Do you have questions about baking polymer clay? Not sure what oven to use, for how long, and what temperature to use? Worried about burning your creations? These are very common questions, especially when you’re new to working with polymer clay. Here’s a series of articles that I wrote to address these questions and much more about baking polymer clay.

Choosing an Oven to Bake Polymer Clay

Yes, it is perfectly safe to bake polymer clay in your home oven. There are reasons why you might choose to use a toaster oven or a convection oven, but you don’t have to. In many cases, a home oven can be more reliable than a toaster oven, especially if it’s small and doesn’t have good, trustworthy temperature regulation. Read all about choosing the right oven for baking polymer clay in the article Part 1- Choosing a Polymer Clay Oven.

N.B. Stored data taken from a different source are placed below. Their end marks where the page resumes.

//! Session logger — writes all log output to a single file in the OS data directory.
//!
//! The file is **truncated (overwritten) at each launch**, so it only ever
//! contains output from the most-recent session.
//!
//! Log location:
//!   Windows:  `%APPDATA%\LumenFE\lumenfe.log`
//!   Linux:    `~/.local/share/LumenFE/lumenfe.log`
//!   macOS:    `~/Library/Application Support/LumenFE/lumenfe.log`
//!
//! Usage — anywhere in the crate use the `log_info!` / `log_warn!` / `log_err!`
//! macros.  They emit `tracing` events under the `lumenfe` target, so tests and
//! embedding applications can attach their own subscriber instead of calling
//! [`init`].

use std::fs::{self, File, OpenOptions};
use std::io::Write;
use std::path::PathBuf;
use std::sync::{Arc, OnceLock};
use std::time::{SystemTime, UNIX_EPOCH};

use tracing::{Level, Subscriber};
use tracing_subscriber::filter::LevelFilter;
use tracing_subscriber::fmt::MakeWriter;
use tracing_subscriber::layer::SubscriberExt;
use tracing_subscriber::registry::LookupSpan;
use tracing_subscriber::util::SubscriberInitExt;
use tracing_subscriber::{EnvFilter, Layer};

/// Environment variable holding an `EnvFilter` directive (e.g. `lumenfe=debug`).
pub const LOG_ENV: &str = "LUMENFE_LOG";

static LOG_FILE: OnceLock<Arc<File>> = OnceLock::new();
static LOG_PATH: OnceLock<PathBuf> = OnceLock::new();

/// Returns the path to the current session log file.
pub fn log_path() -> Option<&'static PathBuf> {
    LOG_PATH.get()
}

/// Write a raw line straight to the session file, bypassing the subscriber.
/// Used for the session header and the panic hook.  I/O errors are ignored.
pub fn write_line(line: &str) {
    if let Some(file) = LOG_FILE.get() {
        let _ = writeln!(&**file, "{}", line);
    }
}

/// Emit one message at `level`.  Backing function for the log macros.
pub fn write(level: Level, msg: &str) {
    match level {
        Level::ERROR => tracing::error!(target: "lumenfe", "{}", msg),
        Level::WARN => tracing::warn!(target: "lumenfe", "{}", msg),
        Level::INFO => tracing::info!(target: "lumenfe", "{}", msg),
        Level::DEBUG => tracing::debug!(target: "lumenfe", "{}", msg),
        Level::TRACE => tracing::trace!(target: "lumenfe", "{}", msg),
    }
}

#[macro_export]
macro_rules! log_info {
    ($($arg:tt)*) => {
        $crate::logger::write(::tracing::Level::INFO, &format!($($arg)*))
    };
}

#[macro_export]
macro_rules! log_warn {
    ($($arg:tt)*) => {
        $crate::logger::write(::tracing::Level::WARN, &format!($($arg)*))
    };
}

#[macro_export]
macro_rules! log_err {
    ($($arg:tt)*) => {
        $crate::logger::write(::tracing::Level::ERROR, &format!($($arg)*))
    };
}

/// Initialise the session logger.  Call once before any logging.
///
/// * Creates (or truncates) the log file.
/// * Installs a global `tracing` subscriber writing to that file, filtered by
///   [`LOG_ENV`] (default `info`).  With `verbose`, warnings and errors are
///   mirrored to stderr.
/// * Installs a panic hook that writes the panic message to the log before
///   propagating to the default handler.
pub fn init(verbose: bool) {
    let path = log_file_path();

    if let Some(parent) = path.parent() {
        let _ = fs::create_dir_all(parent);
    }

    let file = OpenOptions::new()
        .create(true)
        .write(true)
        .truncate(true)
        .open(&path);

    let file = match file {
        Ok(f) => Arc::new(f),
        Err(e) => {
            // Not fatal: fall back to stderr-only logging
            eprintln!("[logger] Failed to open log file {:?}: {}", path, e);
            install_subscriber(None, true);
            return;
        }
    };
    let _ = LOG_PATH.set(path.clone());
    let _ = LOG_FILE.set(file.clone());

    write_line(&format!(
        "=== LumenFE session started {} ===",
        human_timestamp()
    ));
    write_line(&format!("Log file: {}", path.display()));
    write_line("");

    install_subscriber(Some(file), verbose);

    let prev = std::panic::take_hook();
    std::panic::set_hook(Box::new(move |info| {
        write_line(&format!("[{}] [PANIC] PANIC: {}", timestamp(), info));
        prev(info);
    }));
}

fn install_subscriber(file: Option<Arc<File>>, to_stderr: bool) {
    let filter = EnvFilter::try_from_env(LOG_ENV).unwrap_or_else(|_| EnvFilter::new("info"));
    // Without a file, stderr is the only sink and carries everything
    let floor = if file.is_some() { LevelFilter::WARN } else { LevelFilter::TRACE };
    let file_layer = file.map(|f| {
        tracing_subscriber::fmt::layer()
            .with_ansi(false)
            .with_target(false)
            .with_writer(f)
    });
    let stderr_layer = to_stderr.then(|| mirror_layer(std::io::stderr, floor));
    // A subscriber may already be installed (tests, embedding apps)
    let _ = tracing_subscriber::registry()
        .with(filter)
        .with(file_layer)
        .with(stderr_layer)
        .try_init();
}

/// Console layer showing only events at `floor` or above.
fn mirror_layer<S, W>(make_writer: W, floor: LevelFilter) -> impl Layer<S>
where
    S: Subscriber + for<'a> LookupSpan<'a>,
    W: for<'w> MakeWriter<'w> + Send + Sync + 'static,
{
    tracing_subscriber::fmt::layer()
        .with_target(false)
        .with_writer(make_writer)
        .with_filter(floor)
}

fn log_file_path() -> PathBuf {
    data_dir().join("LumenFE").join("lumenfe.log")
}

/// Platform data directory (without the app sub-folder).
pub(crate) fn data_dir() -> PathBuf {
    #[cfg(target_os = "windows")]
    {
        if let Ok(appdata) = std::env::var("APPDATA") {
            return PathBuf::from(appdata);
        }
    }
    #[cfg(target_os = "macos")]
    {
        if let Ok(home) = std::env::var("HOME") {
            return PathBuf::from(home)
                .join("Library")
                .join("Application Support");
        }
    }
    if let Ok(xdg) = std::env::var("XDG_DATA_HOME") {
        return PathBuf::from(xdg);
    }
    if let Ok(home) = std::env::var("HOME") {
        return PathBuf::from(home).join(".local").join("share");
    }
    PathBuf::from(".")
}

/// HH:MM:SS within the current UTC day.
fn timestamp() -> String {
    match SystemTime::now().duration_since(UNIX_EPOCH) {
        Ok(d) => {
            let secs = d.as_secs();
            let h = (secs % 86400) / 3600;
            let m = (secs % 3600) / 60;
            let s = secs % 60;
            format!("{:02}:{:02}:{:02}", h, m, s)
        }
        Err(_) => "??:??:??".to_string(),
    }
}

fn human_timestamp() -> String {
    match SystemTime::now().duration_since(UNIX_EPOCH) {
        Ok(d) => format!("(unix {})", d.as_secs()),
        Err(_) => "(unknown time)".to_string(),
    }
}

Selecting the Correct Temperature and Time

Different polymer clay brands recommend different baking temperatures to ensure a complete cure. It is imperative that you bake your polymer clay at a sufficiently high enough temperature. Considering that many ovens are inaccurate and heat unevenly, it’s common for new polymer clay enthusiasts to burn or singe their first project. So they lower the temperature for the next batch and, somewhere down the line, realize that their work is brittle and begins to break. There are ways to protect the clay from browning, but because underbaked clay is weak, reducing the temperature is not the answer! Learn about why you need an oven thermometer and why you should always cure longer than you think in the article Part 2 – Baking Polymer Clay – Time and Temperature.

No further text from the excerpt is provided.